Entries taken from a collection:
————

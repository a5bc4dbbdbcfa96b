//! A normalized, reactive, in-memory cache for GraphQL-style query responses.
//!
//! Clients submit precompiled document [`Artifact`]s together with variables
//! and response payloads. The cache decomposes entity objects into a flat
//! store keyed by typename and identity, keeps plain nested objects inline,
//! and re-materializes consistent response shapes on read. Every read records
//! the cells it touched; writes, invalidations, and optimistic layer changes
//! notify the subscriptions whose cells changed. Structural sharing keeps
//! unchanged results referentially equal across reads.
//!
//! Document parsing, transport, and UI bindings are external collaborators:
//! the cache consumes artifacts, never GraphQL text.

mod artifact;
mod cache;
mod denormalize;
mod error;
mod invalidation;
mod keys;
mod normalize;
mod optimistic;
mod schema;
mod shared;
mod snapshot;
mod storage;
mod subscriptions;

pub use crate::artifact::Argument;
pub use crate::artifact::Artifact;
pub use crate::artifact::FieldSelection;
pub use crate::artifact::FragmentSpreadSelection;
pub use crate::artifact::InlineFragmentSelection;
pub use crate::artifact::OperationKind;
pub use crate::artifact::Selection;
pub use crate::artifact::Variables;
pub use crate::cache::Cache;
pub use crate::cache::ReadResult;
pub use crate::error::CacheError;
pub use crate::keys::DependencyKey;
pub use crate::keys::EntityKey;
pub use crate::keys::FieldKey;
pub use crate::keys::MemoKey;
pub use crate::keys::StorageKey;
pub use crate::schema::EntityMeta;
pub use crate::schema::SchemaMeta;
pub use crate::snapshot::Snapshot;
pub use crate::storage::Fields;
pub use crate::storage::Storage;
pub use crate::storage::StoredValue;
pub use crate::subscriptions::SubscriptionId;
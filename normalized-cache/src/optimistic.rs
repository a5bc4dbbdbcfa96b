//! Optimistic overlay layers.
//!
//! Each layer is a self-contained `Storage` produced by normalizing an
//! optimistic payload, plus the dependency keys it covers. Layers never touch
//! base storage; reads go through a merged view that applies every layer's
//! cells over the base, shallowly per field, in push order. The view is
//! rebuilt lazily after any layer change or base write.

use indexmap::IndexMap;
use indexmap::IndexSet;

use crate::keys::DependencyKey;
use crate::storage::Storage;

pub(crate) struct OptimisticLayer {
    pub(crate) storage: Storage,
    pub(crate) dependencies: IndexSet<DependencyKey>,
}

#[derive(Default)]
pub(crate) struct OptimisticStack {
    layers: IndexMap<String, OptimisticLayer>,
    merged: Option<Storage>,
}

impl OptimisticStack {
    pub(crate) fn is_empty(&self) -> bool {
        self.layers.is_empty()
    }

    /// Pushes a layer under `key`. Re-pushing an existing key replaces the
    /// layer and moves it to the top of the stack.
    pub(crate) fn push(&mut self, key: String, layer: OptimisticLayer) {
        self.layers.shift_remove(&key);
        self.layers.insert(key, layer);
        self.merged = None;
    }

    pub(crate) fn remove(&mut self, key: &str) -> Option<OptimisticLayer> {
        let removed = self.layers.shift_remove(key);
        if removed.is_some() {
            self.merged = None;
        }
        removed
    }

    /// Drops the cached merged view; the next read rebuilds it.
    pub(crate) fn invalidate_view(&mut self) {
        self.merged = None;
    }

    /// The base storage with every layer applied on top. Rebuilt only when
    /// the cached view was invalidated.
    pub(crate) fn merged_view<'a>(&'a mut self, base: &'a Storage) -> &'a Storage {
        if self.merged.is_none() {
            let mut view = base.clone();
            for layer in self.layers.values() {
                for (storage_key, fields) in layer.storage.buckets() {
                    let bucket = view.bucket_mut(storage_key);
                    for (field_key, value) in fields {
                        bucket.insert(field_key.clone(), value.clone());
                    }
                }
            }
            self.merged = Some(view);
        }
        self.merged.as_ref().unwrap_or(base)
    }

    pub(crate) fn clear(&mut self) {
        self.layers.clear();
        self.merged = None;
    }
}
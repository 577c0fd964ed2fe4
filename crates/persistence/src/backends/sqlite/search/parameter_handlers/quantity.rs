//! Quantity parameter SQL handler.

use crate::error::SearchError;
use crate::types::SearchValue;

use super::super::query_builder::{SqlFragment, SqlParam};
use super::NumberHandler;

/// Handles quantity parameter SQL generation.
pub struct QuantityHandler;

impl QuantityHandler {
    /// Builds SQL for a quantity value.
    ///
    /// Accepted forms:
    /// - `5.4` - number only, any unit
    /// - `5.4|http://unitsofmeasure.org|mg` - number, system and code
    /// - `5.4||mg` - number and code (or unit text) in any system
    pub fn build_sql(value: &SearchValue) -> Result<SqlFragment, SearchError> {
        let mut parts = value.value.splitn(3, '|');
        let number = NumberHandler::parse(parts.next().unwrap_or_default())?;
        let system = parts.next().filter(|s| !s.is_empty());
        let code = parts.next().filter(|s| !s.is_empty());

        let mut fragment =
            NumberHandler::build_for(value.prefix, number, "quantity_low", "quantity_high");

        if let Some(system) = system {
            fragment = fragment.and(SqlFragment::with_params(
                "quantity_system = ?",
                vec![SqlParam::string(system)],
            ));
        }
        if let Some(code) = code {
            let unit = if system.is_some() {
                SqlFragment::with_params("quantity_code = ?", vec![SqlParam::string(code)])
            } else {
                SqlFragment::with_params(
                    "(quantity_code = ? OR quantity_unit = ?)",
                    vec![SqlParam::string(code), SqlParam::string(code)],
                )
            };
            fragment = fragment.and(unit);
        }

        Ok(fragment)
    }
}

————

Description of the task
Transcribe every line of the records exactly, please.

Solved problem
repository a5bc4dbbdbcfa96b
//! A normalized, reactive, in-memory cache for GraphQL-style query responses.
//!
//! Clients submit precompiled document [`Artifact`]s together with variables
//! and response payloads. The cache decomposes entity objects into a flat
//! store keyed by typename and identity, keeps plain nested objects inline,
//! and re-materializes consistent response shapes on read. Every read records
//! the cells it touched; writes, invalidations, and optimistic layer changes
//! notify the subscriptions whose cells changed. Structural sharing keeps
//! unchanged results referentially equal across reads.
//!
//! Document parsing, transport, and UI bindings are external collaborators:
//! the cache consumes artifacts, never GraphQL text.

mod artifact;
mod cache;
mod denormalize;
mod error;
mod invalidation;
mod keys;
mod normalize;
mod optimistic;
mod schema;
mod shared;
mod snapshot;
mod storage;
mod subscriptions;

pub use crate::artifact::Argument;
pub use crate::artifact::Artifact;
pub use crate::artifact::FieldSelection;
pub use crate::artifact::FragmentSpreadSelection;
pub use crate::artifact::InlineFragmentSelection;
pub use crate::artifact::OperationKind;
pub use crate::artifact::Selection;
pub use crate::artifact::Variables;
pub use crate::cache::Cache;
pub use crate::cache::ReadResult;
pub use crate::error::CacheError;
pub use crate::keys::DependencyKey;
pub use crate::keys::EntityKey;
pub use crate::keys::FieldKey;
pub use crate::keys::MemoKey;
pub use crate::keys::StorageKey;
pub use crate::schema::EntityMeta;
pub use crate::schema::SchemaMeta;
pub use crate::snapshot::Snapshot;
pub use crate::storage::Fields;
pub use crate::storage::Storage;
pub use crate::storage::StoredValue;
pub use crate::subscriptions::SubscriptionId;
filename normalized-cache/src/optimistic.rs
repository a5bc4dbbdbcfa96b
//! Optimistic overlay layers.
//!
//! Each layer is a self-contained `Storage` produced by normalizing an
//! optimistic payload, plus the dependency keys it covers. Layers never touch
//! base storage; reads go through a merged view that applies every layer's
//! cells over the base, shallowly per field, in push order. The view is
//! rebuilt lazily after any layer change or base write.

use indexmap::IndexMap;
use indexmap::IndexSet;

use crate::keys::DependencyKey;
use crate::storage::Storage;

pub(crate) struct OptimisticLayer {
    pub(crate) storage: Storage,
    pub(crate) dependencies: IndexSet<DependencyKey>,
}

#[derive(Default)]
pub(crate) struct OptimisticStack {
    layers: IndexMap<String, OptimisticLayer>,
    merged: Option<Storage>,
}

impl OptimisticStack {
    pub(crate) fn is_empty(&self) -> bool {
        self.layers.is_empty()
    }

    /// Pushes a layer under `key`. Re-pushing an existing key replaces the
    /// layer and moves it to the top of the stack.
    pub(crate) fn push(&mut self, key: String, layer: OptimisticLayer) {
        self.layers.shift_remove(&key);
        self.layers.insert(key, layer);
        self.merged = None;
    }

    pub(crate) fn remove(&mut self, key: &str) -> Option<OptimisticLayer> {
        let removed = self.layers.shift_remove(key);
        if removed.is_some() {
            self.merged = None;
        }
        removed
    }

    /// Drops the cached merged view; the next read rebuilds it.
    pub(crate) fn invalidate_view(&mut self) {
        self.merged = None;
    }

    /// The base storage with every layer applied on top. Rebuilt only when
    /// the cached view was invalidated.
    pub(crate) fn merged_view<'a>(&'a mut self, base: &'a Storage) -> &'a Storage {
        if self.merged.is_none() {
            let mut view = base.clone();
            for layer in self.layers.values() {
                for (storage_key, fields) in layer.storage.buckets() {
                    let bucket = view.bucket_mut(storage_key);
                    for (field_key, value) in fields {
                        bucket.insert(field_key.clone(), value.clone());
                    }
                }
            }
            self.merged = Some(view);
        }
        self.merged.as_ref().unwrap_or(base)
    }

    pub(crate) fn clear(&mut self) {
        self.layers.clear();
        self.merged = None;
    }
}
repository 577c0fd964ed2fe4
filename crates/persistence/src/backends/sqlite/search/parameter_handlers/quantity.rs
//! Quantity parameter SQL handler.

use crate::error::SearchError;
use crate::types::SearchValue;

use super::super::query_builder::{SqlFragment, SqlParam};
use super::NumberHandler;

/// Handles quantity parameter SQL generation.
pub struct QuantityHandler;

impl QuantityHandler {
    /// Builds SQL for a quantity value.
    ///
    /// Accepted forms:
    /// - `5.4` - number only, any unit
    /// - `5.4|http://unitsofmeasure.org|mg` - number, system and code
    /// - `5.4||mg` - number and code (or unit text) in any system
    pub fn build_sql(value: &SearchValue) -> Result<SqlFragment, SearchError> {
        let mut parts = value.value.splitn(3, '|');
        let number = NumberHandler::parse(parts.next().unwrap_or_default())?;
        let system = parts.next().filter(|s| !s.is_empty());
        let code = parts.next().filter(|s| !s.is_empty());

        let mut fragment =
            NumberHandler::build_for(value.prefix, number, "quantity_low", "quantity_high");

        if let Some(system) = system {
            fragment = fragment.and(SqlFragment::with_params(
                "quantity_system = ?",
                vec![SqlParam::string(system)],
            ));
        }
        if let Some(code) = code {
            let unit = if system.is_some() {
                SqlFragment::with_params("quantity_code = ?", vec![SqlParam::string(code)])
            } else {
                SqlFragment::with_params(
                    "(quantity_code = ? OR quantity_unit = ?)",
                    vec![SqlParam::string(code), SqlParam::string(code)],
                )
            };
            fragment = fragment.and(unit);
        }

        Ok(fragment)
    }
}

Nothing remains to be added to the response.